### Work request
The answer must consist of every line below that holds the word "EvalErrorKind".

[Opening Data provided section]

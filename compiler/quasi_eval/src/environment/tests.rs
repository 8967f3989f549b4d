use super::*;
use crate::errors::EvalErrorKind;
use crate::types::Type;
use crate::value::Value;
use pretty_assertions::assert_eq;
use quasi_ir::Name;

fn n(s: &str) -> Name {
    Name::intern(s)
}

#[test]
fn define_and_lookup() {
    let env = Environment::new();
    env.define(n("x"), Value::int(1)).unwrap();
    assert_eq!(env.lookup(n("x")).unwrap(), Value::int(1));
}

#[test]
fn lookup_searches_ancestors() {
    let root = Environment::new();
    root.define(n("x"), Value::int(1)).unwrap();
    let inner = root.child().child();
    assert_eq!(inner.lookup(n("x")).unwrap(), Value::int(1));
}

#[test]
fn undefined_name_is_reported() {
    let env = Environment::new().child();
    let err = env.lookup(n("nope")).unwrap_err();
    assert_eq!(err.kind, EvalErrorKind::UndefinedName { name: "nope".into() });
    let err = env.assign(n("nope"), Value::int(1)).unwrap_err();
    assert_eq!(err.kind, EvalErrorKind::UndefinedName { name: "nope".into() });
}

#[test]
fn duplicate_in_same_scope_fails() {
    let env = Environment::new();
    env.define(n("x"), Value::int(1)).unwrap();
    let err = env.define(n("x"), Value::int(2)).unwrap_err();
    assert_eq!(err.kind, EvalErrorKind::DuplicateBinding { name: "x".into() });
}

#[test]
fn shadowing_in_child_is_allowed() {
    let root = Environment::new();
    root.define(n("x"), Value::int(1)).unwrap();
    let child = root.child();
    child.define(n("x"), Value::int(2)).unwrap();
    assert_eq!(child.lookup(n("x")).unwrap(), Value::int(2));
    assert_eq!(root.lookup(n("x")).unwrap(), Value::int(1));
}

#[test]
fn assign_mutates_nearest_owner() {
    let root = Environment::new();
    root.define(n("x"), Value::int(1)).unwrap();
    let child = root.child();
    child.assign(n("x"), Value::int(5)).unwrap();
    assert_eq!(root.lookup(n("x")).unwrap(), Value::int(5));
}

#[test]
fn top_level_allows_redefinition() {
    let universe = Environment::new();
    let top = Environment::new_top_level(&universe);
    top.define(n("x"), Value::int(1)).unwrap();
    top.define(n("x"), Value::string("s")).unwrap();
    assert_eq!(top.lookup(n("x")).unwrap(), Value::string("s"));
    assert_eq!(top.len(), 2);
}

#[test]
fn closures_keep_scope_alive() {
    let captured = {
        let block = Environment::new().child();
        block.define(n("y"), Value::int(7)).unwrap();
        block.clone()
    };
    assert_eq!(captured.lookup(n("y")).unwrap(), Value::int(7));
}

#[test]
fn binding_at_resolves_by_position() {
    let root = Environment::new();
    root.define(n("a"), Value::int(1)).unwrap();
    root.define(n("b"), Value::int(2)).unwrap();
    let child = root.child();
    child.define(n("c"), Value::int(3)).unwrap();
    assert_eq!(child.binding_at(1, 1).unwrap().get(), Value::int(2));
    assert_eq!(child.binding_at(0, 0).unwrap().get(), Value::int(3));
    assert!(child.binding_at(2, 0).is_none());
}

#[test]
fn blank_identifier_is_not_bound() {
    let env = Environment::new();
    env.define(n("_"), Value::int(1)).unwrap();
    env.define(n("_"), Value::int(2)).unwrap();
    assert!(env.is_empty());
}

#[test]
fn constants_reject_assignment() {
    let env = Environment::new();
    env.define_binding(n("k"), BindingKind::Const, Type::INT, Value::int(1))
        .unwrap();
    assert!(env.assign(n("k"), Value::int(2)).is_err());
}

[Closing Data provided section]

### Completed exercise
use crate::errors::EvalErrorKind;
    assert_eq!(err.kind, EvalErrorKind::UndefinedName { name: "nope".into() });
    assert_eq!(err.kind, EvalErrorKind::UndefinedName { name: "nope".into() });
    assert_eq!(err.kind, EvalErrorKind::DuplicateBinding { name: "x".into() });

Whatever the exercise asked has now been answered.